DATA>
^^^^
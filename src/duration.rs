//! Human-readable durations for timeouts ("30s", "2m", "1500ms").

use std::time::Duration;

use anyhow::{Context, Result};

/// Parse a duration string like "30s", "2m", "1h", "500ms".
///
/// Supported units are `ms`, `s`, `m`, `h` and `d`. A bare number is read as
/// seconds. The input is case-insensitive and whitespace is trimmed.
///
/// ```
/// use invoice_archiver::duration::parse_duration;
/// use std::time::Duration;
///
/// assert_eq!(parse_duration("30s").unwrap(), Duration::from_secs(30));
/// assert_eq!(parse_duration("2m").unwrap(), Duration::from_secs(120));
/// assert_eq!(parse_duration("45").unwrap(), Duration::from_secs(45));
/// assert_eq!(parse_duration("250ms").unwrap(), Duration::from_millis(250));
/// ```
pub fn parse_duration(s: &str) -> Result<Duration> {
    let s = s.trim().to_lowercase();
    let split = s
        .find(|c: char| !c.is_ascii_digit())
        .unwrap_or(s.len());
    let (num, unit) = s.split_at(split);
    if num.is_empty() {
        anyhow::bail!("Duration must start with a number");
    }

    let num: u64 = num.parse().context("Invalid number in duration")?;

    let millis_per_unit: u64 = match unit.trim() {
        "ms" => 1,
        "" | "s" => 1_000,
        "m" => 60 * 1_000,
        "h" => 60 * 60 * 1_000,
        "d" => 24 * 60 * 60 * 1_000,
        other => anyhow::bail!("Unknown duration unit {other:?} (use ms, s, m, h or d)"),
    };

    let millis = num
        .checked_mul(millis_per_unit)
        .context("Duration is too large")?;
    Ok(Duration::from_millis(millis))
}

/// Format a duration using the largest unit that divides it evenly.
///
/// ```
/// use invoice_archiver::duration::format_duration;
/// use std::time::Duration;
///
/// assert_eq!(format_duration(Duration::from_secs(30)), "30s");
/// assert_eq!(format_duration(Duration::from_secs(120)), "2m");
/// assert_eq!(format_duration(Duration::from_millis(1500)), "1500ms");
/// ```
pub fn format_duration(d: Duration) -> String {
    let millis = d.as_millis();
    let units: [(u128, &str); 4] = [
        (24 * 60 * 60 * 1_000, "d"),
        (60 * 60 * 1_000, "h"),
        (60 * 1_000, "m"),
        (1_000, "s"),
    ];

    for (size, suffix) in units {
        if millis >= size && millis % size == 0 {
            return format!("{}{suffix}", millis / size);
        }
    }
    format!("{millis}ms")
}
^^^^
YOUR OBJECTIVE> Locate the line that contains "Ok(Duration::from_millis(millis))", then please quote it and every line after it to the end of the entries above, exactly and with nothing else.

OUTPUT OF THE TASK>
    Ok(Duration::from_millis(millis))
}

/// Format a duration using the largest unit that divides it evenly.
///
/// ```
/// use invoice_archiver::duration::format_duration;
/// use std::time::Duration;
///
/// assert_eq!(format_duration(Duration::from_secs(30)), "30s");
/// assert_eq!(format_duration(Duration::from_secs(120)), "2m");
/// assert_eq!(format_duration(Duration::from_millis(1500)), "1500ms");
/// ```
pub fn format_duration(d: Duration) -> String {
    let millis = d.as_millis();
    let units: [(u128, &str); 4] = [
        (24 * 60 * 60 * 1_000, "d"),
        (60 * 60 * 1_000, "h"),
        (60 * 1_000, "m"),
        (1_000, "s"),
    ];

    for (size, suffix) in units {
        if millis >= size && millis % size == 0 {
            return format!("{}{suffix}", millis / size);
        }
    }
    format!("{millis}ms")
}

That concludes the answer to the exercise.